Holy cow..... I am so sorry. Much luck with the new spawn! Keep me updated!


----------



## nightowl1350 (Mar 19, 2006)

Sorry to hear that.

Did you do a w/c or anything out of the ordinary? What are you feeding the little guys? I know my fish room has been very cold since the temp dropped and I've had to adjust my heaters.

Good luck with the next one.


----------



## ontariobetta (Mar 13, 2006)

No, everything was the same. They are all eating baby brine shrimp.


----------



## novice (Mar 14, 2006)

So sorry to hear about the die off - hope the latest spawn does well.
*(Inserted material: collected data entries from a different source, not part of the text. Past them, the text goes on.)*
//! Google Ads domain module.
//!
//! Everything needed to translate a tool call into a platform request and
//! back, independent of MCP:
//!
//! - `query` - GAQL query builder and date ranges
//! - `mutation` - create/update operations, field masks, resource paths
//! - `codec` - micros, percentages, delimited lists
//! - `types` - customer/entity ids and closed enumerations
//! - `row` - rows returned by searches
//! - `client` - typed search/mutate service interfaces
//! - `rest` - REST implementation of those interfaces

pub mod client;
pub mod codec;
pub mod mutation;
pub mod query;
pub mod rest;
pub mod row;
pub mod types;

#[cfg(test)]
pub mod testing;

pub use client::{AdsContext, AdsDefaults, MutateService, SearchService};
pub use mutation::{FieldMask, MutateRequest, Operation, ResourcePath};
pub use query::{DateRange, Direction, Predicate, Query};
pub use rest::RestAdsClient;
pub use row::PlatformRow;
pub use types::{ChannelType, CustomerId, EntityId, EntityStatus, MatchType};
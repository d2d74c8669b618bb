//! Google Ads MCP server entry point.
//!
//! Initializes logging, loads configuration and serves the tools on the
//! configured transport.

use anyhow::Result;
use tracing::{Level, info};
use tracing_subscriber::{EnvFilter, fmt};

use google_ads_mcp_server::core::{Config, McpServer, TransportService};

#[tokio::main]
async fn main() -> Result<()> {
    let config = Config::from_env();

    init_logging(&config.logging.level, config.logging.with_timestamps);

    info!("Starting {} v{}", config.server.name, config.server.version);

    let server = McpServer::new(config.clone())?;

    TransportService::new(config.transport).run(server).await?;

    info!("Server shutting down");

    Ok(())
}

/// Initialize the logging subsystem.
///
/// Output goes to stderr; stdout belongs to the stdio transport.
fn init_logging(level: &str, with_timestamps: bool) {
    let level = match level.to_lowercase().as_str() {
        "trace" => Level::TRACE,
        "debug" => Level::DEBUG,
        "info" => Level::INFO,
        "warn" => Level::WARN,
        "error" => Level::ERROR,
        _ => Level::INFO,
    };

    let filter = EnvFilter::from_default_env().add_directive(level.into());

    let builder = fmt()
        .with_env_filter(filter)
        .with_target(true)
        .with_thread_ids(false)
        .with_file(false)
        .with_line_number(false)
        .with_writer(std::io::stderr);

    if with_timestamps {
        builder.init();
    } else {
        builder.without_time().init();
    }
}
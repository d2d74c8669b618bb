//! Configuration management for the MCP server.
//!
//! Values come from defaults, overridden by environment variables (optionally
//! loaded from a `.env` file). The Google Ads credential bundle itself lives in
//! a separate YAML file, see [`super::credentials`].

use super::transport::TransportConfig;
use serde::{Deserialize, Serialize};
use std::path::PathBuf;
use tracing::info;

/// Default Google Ads REST endpoint.
pub const DEFAULT_ADS_ENDPOINT: &str = "https://googleads.googleapis.com";

/// Google Ads API version used when `MCP_GOOGLE_ADS_API_VERSION` is unset.
pub const DEFAULT_ADS_API_VERSION: &str = "v20";

/// Landing page for new ads when neither the caller nor
/// `MCP_DEFAULT_FINAL_URL` supplies one.
pub const DEFAULT_FINAL_URL: &str = "https://hogans.netlify.app/shop.html";

/// Main configuration structure for the MCP server.
#[derive(Debug, Clone, Serialize, Deserialize)]
pub struct Config {
    /// Server identification and metadata.
    pub server: ServerConfig,

    /// Logging configuration.
    pub logging: LoggingConfig,

    /// Transport configuration.
    pub transport: TransportConfig,

    /// Google Ads platform configuration.
    pub ads: AdsConfig,
}

/// Server identification configuration.
#[derive(Debug, Clone, Serialize, Deserialize)]
pub struct ServerConfig {
    /// The name of the server as reported to clients.
    pub name: String,

    /// The version of the server.
    pub version: String,
}

/// Logging configuration.
#[derive(Debug, Clone, Serialize, Deserialize)]
pub struct LoggingConfig {
    /// Log level filter (e.g., "info", "debug", "trace").
    pub level: String,

    /// Whether to include timestamps in log output.
    pub with_timestamps: bool,
}

/// Where and how to reach the Google Ads API.
#[derive(Debug, Clone, Serialize, Deserialize)]
pub struct AdsConfig {
    /// REST endpoint, without version.
    pub endpoint: String,

    /// API version path segment, e.g. `v20`.
    pub api_version: String,

    /// Explicit credential file. When unset the usual locations are searched.
    pub credentials_path: Option<PathBuf>,

    /// Landing page used by `create_responsive_search_ad` when the caller
    /// omits `final_url`. `None` makes `final_url` mandatory.
    pub default_final_url: Option<String>,
}

impl Default for AdsConfig {
    fn default() -> Self {
        Self {
            endpoint: DEFAULT_ADS_ENDPOINT.to_string(),
            api_version: DEFAULT_ADS_API_VERSION.to_string(),
            credentials_path: None,
            default_final_url: Some(DEFAULT_FINAL_URL.to_string()),
        }
    }
}

impl Default for Config {
    fn default() -> Self {
        Self {
            server: ServerConfig {
                name: "google-ads-mcp".to_string(),
                version: env!("CARGO_PKG_VERSION").to_string(),
            },
            logging: LoggingConfig {
                level: "info".to_string(),
                with_timestamps: true,
            },
            transport: TransportConfig::default(),
            ads: AdsConfig::default(),
        }
    }
}

impl Config {
    /// Create a new configuration with default values.
    pub fn new() -> Self {
        Self::default()
    }

    /// Load configuration from environment variables.
    ///
    /// Server settings use the `MCP_` prefix; the credential file path is
    /// read from `GOOGLE_ADS_CREDENTIALS`.
    pub fn from_env() -> Self {
        dotenvy::dotenv().ok();

        let mut config = Self::default();

        if let Ok(name) = std::env::var("MCP_SERVER_NAME") {
            config.server.name = name;
        }

        if let Ok(level) = std::env::var("MCP_LOG_LEVEL") {
            config.logging.level = level;
        }

        config.transport = TransportConfig::from_env();

        if let Ok(path) = std::env::var("GOOGLE_ADS_CREDENTIALS") {
            info!("Google Ads credentials path set to {}", path);
            config.ads.credentials_path = Some(PathBuf::from(path));
        }

        if let Ok(version) = std::env::var("MCP_GOOGLE_ADS_API_VERSION") {
            config.ads.api_version = version;
        }

        if let Ok(endpoint) = std::env::var("MCP_GOOGLE_ADS_ENDPOINT") {
            config.ads.endpoint = endpoint;
        }

        if let Ok(url) = std::env::var("MCP_DEFAULT_FINAL_URL") {
            if !url.trim().is_empty() {
                config.ads.default_final_url = Some(url.trim().to_string());
            }
        }

        config
    }
}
I have 2 pairs of channoides- on a loan from a friend and have 2 spawns already - the first had eight, left them with in the same tank - but only managed to find 3, the second time - guessing it was the same pair that gave me 12, I have all 15 in a small container and they seem to be doing fine, the second spawn is 2 weeks old - I feed them micro worms in the morning and bbs in the evenings.

kinda worried hearing the sudden die off - if you do figure out please keep us informed - as I wish to keep them alive till they are a little bigger so that I can pass on the juvies to my friend - Ashley what was the diet that your channoide juvie were on since spawn to date? were they always on bbs ?

On a another note - where could i find a male macrostoma - this pal had ordered 2 pair but the males died on him. I am holding the females for him, along with a pair of minopinas and rutilans - also have 3 pairs or cocanias and a pair of flax and a pair of persephone that i picked up from Harrold at Menangerie. - getting a bit crazy with the wild types - hoping for a pair of Mahachai if someone is selling in toronto.


----------



## Ciddian (Mar 15, 2006)

Christopher has some wonderful mahachai i think. Just send a pm.  (in alberta thou, if you cant find anyone here)


----------



## novice (Mar 14, 2006)

Thanks Ciddian,

I was hoping some one here in toronto has them, hope harold will get some and othe wild types in the near future.


----------